The committee’s report, published today, said: “The CQC, as the regulator, should be a bulwark against human rights abuses of those detained in mental health hospitals…
“However, evidence… suggests that the CQC’s ability to carry out this function is impaired and its approach and processes are in need of urgent reform.”
The committee called for the following changes:
- The use of “covert surveillance” where appropriate, and methods used by undercover journalists;
- For the CQC to recognise patient and family concerns about treatment as “constituting evidence”;
- Legislative changes to enable the CQC to act more swiftly, if necessary;
- A review of the system which currently allows a service to be rated as “good” overall even when individual aspects may have a lower rating; and
- Unannounced inspections at weekends and late in the evening.
The committee also said it was not confident CCGs were doing enough to assure themselves patients are receiving safe care, adding NHS England should ensure quality assessment visits are made to both locally and centrally commissioned services.
It said CCGs and local authorities should have a “legal duty” to ensure the availability of “sufficient community-based services” and to pool their budgets for these patients.

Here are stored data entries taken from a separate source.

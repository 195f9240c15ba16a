//! PostgreSQL repository implementations.

use std::collections::HashMap;

use async_trait::async_trait;
use chrono::{Duration, NaiveDate, NaiveTime, Utc};
use sea_orm::sea_query::Expr;
use sea_orm::{
    ColumnTrait, Condition, DbBackend, EntityTrait, FromQueryResult, LoaderTrait, PaginatorTrait,
    QueryFilter, QueryOrder, QuerySelect, Select, Statement,
};

use blog_core::domain::{Comment, Post, Tag};
use blog_core::error::RepoError;
use blog_core::ports::{CommentRepository, PostRepository, SearchHit, TagRepository};

use super::entity::author::Entity as AuthorEntity;
use super::entity::comment::{self, Entity as CommentEntity};
use super::entity::post::{self, Entity as PostEntity};
use super::entity::post_tag::{self, Entity as PostTagEntity};
use super::entity::tag::{self, Entity as TagEntity};
use super::postgres_base::{PostgresBaseRepository, query_err};

/// PostgreSQL post repository.
pub type PostgresPostRepository = PostgresBaseRepository<PostEntity>;

/// PostgreSQL tag repository.
pub type PostgresTagRepository = PostgresBaseRepository<TagEntity>;

/// PostgreSQL comment repository.
pub type PostgresCommentRepository = PostgresBaseRepository<CommentEntity>;

/// Same document expression the search index is built on.
const SEARCH_SQL: &str = r#"
SELECT p.id,
       ts_rank(to_tsvector(coalesce(p.title, '') || ' ' || coalesce(p.body, '')),
               plainto_tsquery($1)) AS rank
FROM posts p
WHERE p.status = 'published'
  AND p.publish <= now()
  AND to_tsvector(coalesce(p.title, '') || ' ' || coalesce(p.body, '')) @@ plainto_tsquery($1)
ORDER BY rank DESC, p.publish DESC
"#;

#[derive(Debug, FromQueryResult)]
struct RankedPost {
    id: i64,
    rank: f32,
}

/// Publicly visible posts.
fn published() -> Condition {
    Condition::all()
        .add(post::Column::Status.eq(post::Status::Published))
        .add(post::Column::Publish.lte(Utc::now()))
}

fn published_query(tag_id: Option<i64>) -> Select<PostEntity> {
    let query = PostEntity::find().filter(published());
    match tag_id {
        Some(tag_id) => query
            .inner_join(PostTagEntity)
            .filter(post_tag::Column::TagId.eq(tag_id)),
        None => query,
    }
}

impl PostgresPostRepository {
    /// Load authors and tags for a batch of post rows, keeping their order.
    async fn hydrate(&self, models: Vec<post::Model>) -> Result<Vec<Post>, RepoError> {
        if models.is_empty() {
            return Ok(Vec::new());
        }

        let authors = models
            .load_one(AuthorEntity, &self.db)
            .await
            .map_err(query_err)?;
        let tags = models
            .load_many_to_many(TagEntity, PostTagEntity, &self.db)
            .await
            .map_err(query_err)?;

        models
            .into_iter()
            .zip(authors)
            .zip(tags)
            .map(|((model, author), tags)| {
                let author = author
                    .ok_or_else(|| RepoError::Query(format!("post {} has no author", model.id)))?;
                Ok(model.into_domain(author, tags))
            })
            .collect()
    }

    async fn first(&self, query: Select<PostEntity>) -> Result<Option<Post>, RepoError> {
        let Some(model) = query.one(&self.db).await.map_err(query_err)? else {
            return Ok(None);
        };
        Ok(self.hydrate(vec![model]).await?.pop())
    }
}

#[async_trait]
impl PostRepository for PostgresPostRepository {
    async fn count_published(&self, tag_id: Option<i64>) -> Result<u64, RepoError> {
        published_query(tag_id)
            .count(&self.db)
            .await
            .map_err(query_err)
    }

    async fn list_published(
        &self,
        tag_id: Option<i64>,
        offset: u64,
        limit: u64,
    ) -> Result<Vec<Post>, RepoError> {
        tracing::debug!(?tag_id, offset, limit, "Listing published posts");

        let models = published_query(tag_id)
            .order_by_desc(post::Column::Publish)
            .offset(offset)
            .limit(limit)
            .all(&self.db)
            .await
            .map_err(query_err)?;

        self.hydrate(models).await
    }

    async fn find_published_by_date(
        &self,
        date: NaiveDate,
        slug: &str,
    ) -> Result<Vec<Post>, RepoError> {
        tracing::debug!(%date, slug, "Finding post by date and slug");

        let start = date.and_time(NaiveTime::MIN).and_utc();
        let end = start + Duration::days(1);

        let models = PostEntity::find()
            .filter(published())
            .filter(post::Column::Slug.eq(slug))
            .filter(post::Column::Publish.gte(start))
            .filter(post::Column::Publish.lt(end))
            .order_by_asc(post::Column::Publish)
            .all(&self.db)
            .await
            .map_err(query_err)?;

        self.hydrate(models).await
    }

    async fn find_published_by_id(&self, id: i64) -> Result<Option<Post>, RepoError> {
        self.first(
            PostEntity::find()
                .filter(published())
                .filter(post::Column::Id.eq(id)),
        )
        .await
    }

    async fn find_similar(&self, post: &Post, limit: u64) -> Result<Vec<Post>, RepoError> {
        let tag_ids: Vec<i64> = post.tags.iter().map(|t| t.id).collect();
        if tag_ids.is_empty() {
            return Ok(Vec::new());
        }

        tracing::debug!(post_id = post.id, limit, "Finding similar posts");

        let shared_tags = Expr::col((PostTagEntity, post_tag::Column::TagId)).count();
        let models = PostEntity::find()
            .inner_join(PostTagEntity)
            .filter(published())
            .filter(post::Column::Id.ne(post.id))
            .filter(post_tag::Column::TagId.is_in(tag_ids))
            .group_by(post::Column::Id)
            .order_by_desc(shared_tags)
            .order_by_desc(post::Column::Publish)
            .limit(limit)
            .all(&self.db)
            .await
            .map_err(query_err)?;

        self.hydrate(models).await
    }

    async fn search(&self, query: &str) -> Result<Vec<SearchHit>, RepoError> {
        tracing::debug!(query, "Searching posts");

        let ranked = RankedPost::find_by_statement(Statement::from_sql_and_values(
            DbBackend::Postgres,
            SEARCH_SQL,
            [query.into()],
        ))
        .all(&self.db)
        .await
        .map_err(query_err)?;

        if ranked.is_empty() {
            return Ok(Vec::new());
        }

        let ids: Vec<i64> = ranked.iter().map(|r| r.id).collect();
        let models = PostEntity::find()
            .filter(post::Column::Id.is_in(ids))
            .all(&self.db)
            .await
            .map_err(query_err)?;
        let mut posts: HashMap<i64, Post> = self
            .hydrate(models)
            .await?
            .into_iter()
            .map(|p| (p.id, p))
            .collect();

        Ok(ranked
            .into_iter()
            .filter_map(|r| {
                posts
                    .remove(&r.id)
                    .map(|post| SearchHit { post, rank: r.rank })
            })
            .collect())
    }
}

#[async_trait]
impl TagRepository for PostgresTagRepository {
    async fn find_by_slug(&self, slug: &str) -> Result<Option<Tag>, RepoError> {
        tracing::debug!(slug, "Finding tag by slug");

        let result = TagEntity::find()
            .filter(tag::Column::Slug.eq(slug))
            .one(&self.db)
            .await
            .map_err(query_err)?;

        Ok(result.map(Into::into))
    }
}

#[async_trait]
impl CommentRepository for PostgresCommentRepository {
    async fn find_active_by_post(&self, post_id: i64) -> Result<Vec<Comment>, RepoError> {
        let result = CommentEntity::find()
            .filter(comment::Column::PostId.eq(post_id))
            .filter(comment::Column::Active.eq(true))
            .order_by_asc(comment::Column::CreatedAt)
            .all(&self.db)
            .await
            .map_err(query_err)?;

        Ok(result.into_iter().map(Into::into).collect())
    }
}
//! Mail transports - SMTP and in-memory outbox.

mod memory;

#[cfg(feature = "smtp")]
mod smtp;

pub use memory::InMemoryMailer;

#[cfg(feature = "smtp")]
pub use smtp::{SmtpConfig, SmtpMailer};
//! # Blog Infrastructure
//!
//! Concrete implementations of the ports defined in `blog-core`.
//! This crate contains the content store and mail transport integrations.
//!
//! ## Feature Flags
//!
//! - `full` (default) - All features enabled
//! - `minimal` - No external dependencies, in-memory only
//! - `postgres` - PostgreSQL content store via SeaORM
//! - `smtp` - SMTP mail delivery via lettre

pub mod database;
pub mod mail;
pub mod memory;

// Re-exports - In-Memory
pub use mail::InMemoryMailer;
pub use memory::InMemoryContentStore;

// Re-exports - External services
#[cfg(feature = "postgres")]
pub use database::DatabaseConnections;
#[cfg(feature = "smtp")]
pub use mail::{SmtpConfig, SmtpMailer};

/// Mask an e-mail address for logging, e.g. `a***@example.com`.
pub fn mask_email(email: &str) -> String {
    match email.split_once('@') {
        Some((local, domain)) => {
            let first = local.chars().next().map(String::from).unwrap_or_default();
            if local.chars().count() > 1 {
                format!("{first}***@{domain}")
            } else {
                format!("***@{domain}")
            }
        }
        None => "***".to_string(),
    }
}

#[cfg(test)]
mod tests {
    use super::mask_email;

    #[test]
    fn test_mask_email() {
        assert_eq!(mask_email("alice@example.com"), "a***@example.com");
        assert_eq!(mask_email("a@example.com"), "***@example.com");
        assert_eq!(mask_email("nobody"), "***");
    }
}
//! Post listing, detail and comment handlers.

use actix_web::{HttpResponse, web};
use blog_core::forms::CommentForm;
use blog_core::views::{self, CommentOutcome, PostKey, PostListRequest};
use blog_shared::dto::ListQuery;

use super::redirect;
use crate::middleware::error::AppResult;
use crate::state::AppState;

/// GET /
pub async fn post_list(
    state: web::Data<AppState>,
    query: web::Query<ListQuery>,
) -> AppResult<HttpResponse> {
    list(&state, None, query.into_inner()).await
}

/// GET /tag/{tag_slug}/
pub async fn post_list_by_tag(
    state: web::Data<AppState>,
    path: web::Path<String>,
    query: web::Query<ListQuery>,
) -> AppResult<HttpResponse> {
    list(&state, Some(path.into_inner()), query.into_inner()).await
}

async fn list(state: &AppState, tag_slug: Option<String>, query: ListQuery) -> AppResult<HttpResponse> {
    let request = PostListRequest {
        tag_slug,
        page: query.page,
    };
    let context = views::post_list(state.posts.as_ref(), state.tags.as_ref(), request).await?;

    Ok(HttpResponse::Ok().json(context))
}

/// GET /{year}/{month}/{day}/{slug}/
pub async fn post_detail(
    state: web::Data<AppState>,
    path: web::Path<PostKey>,
) -> AppResult<HttpResponse> {
    let context =
        views::post_detail(state.posts.as_ref(), state.comments.as_ref(), &path).await?;

    Ok(HttpResponse::Ok().json(context))
}

/// POST /{year}/{month}/{day}/{slug}/
pub async fn post_comment(
    state: web::Data<AppState>,
    path: web::Path<PostKey>,
    form: web::Form<CommentForm>,
) -> AppResult<HttpResponse> {
    let outcome = views::post_comment(
        state.posts.as_ref(),
        state.comments.as_ref(),
        &path,
        form.into_inner(),
    )
    .await?;

    match outcome {
        CommentOutcome::Created {
            comment,
            redirect_to,
        } => {
            tracing::info!(
                post_id = comment.post_id,
                comment_id = comment.id,
                "Comment created"
            );
            Ok(redirect(&redirect_to))
        }
        CommentOutcome::Invalid(context) => {
            tracing::debug!(slug = %path.slug, "Comment rejected by validation");
            Ok(HttpResponse::Ok().json(context))
        }
    }
}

Priorities within the long-term plan for reducing the number of people detained were also criticised as “unambitious”. NHSE’s recent announcement of a new taskforce for children and young people’s mental health inpatient services would not address “a lack of political focus and accountability” to drive change, it said.
The committee recommended a Cabinet Office led unit be set up to focus on the issues.
The CQC is awaiting the outcome of an independent review into its inspection of Whorlton Hall.
Ian Trenholm, CQC chief executive, said the use of covert surveillance is a complex issue with its own considerations about human rights, and said the regulator already conducts unannounced inspections during evenings and weekends.
He added: “While the issue of covert surveillance is under consideration, we are also focussing on new technologies to better enable us to use existing sources of data and intelligence to identify services — across all sectors — where particular risks are present.
Jane Harris, director of external affairs at the National Autistic Society, said: “One major problem is that there’s not enough basic social care and mental health support for autistic people when they’re at home.
“Without it, autistic people find themselves in a vicious cycle — forced to go into hospital because there’s no support and then unable to leave because there’s no support. And currently the law says that you can be held in hospital against your will, simply because you’re autistic — even if you don’t have a mental health problem.”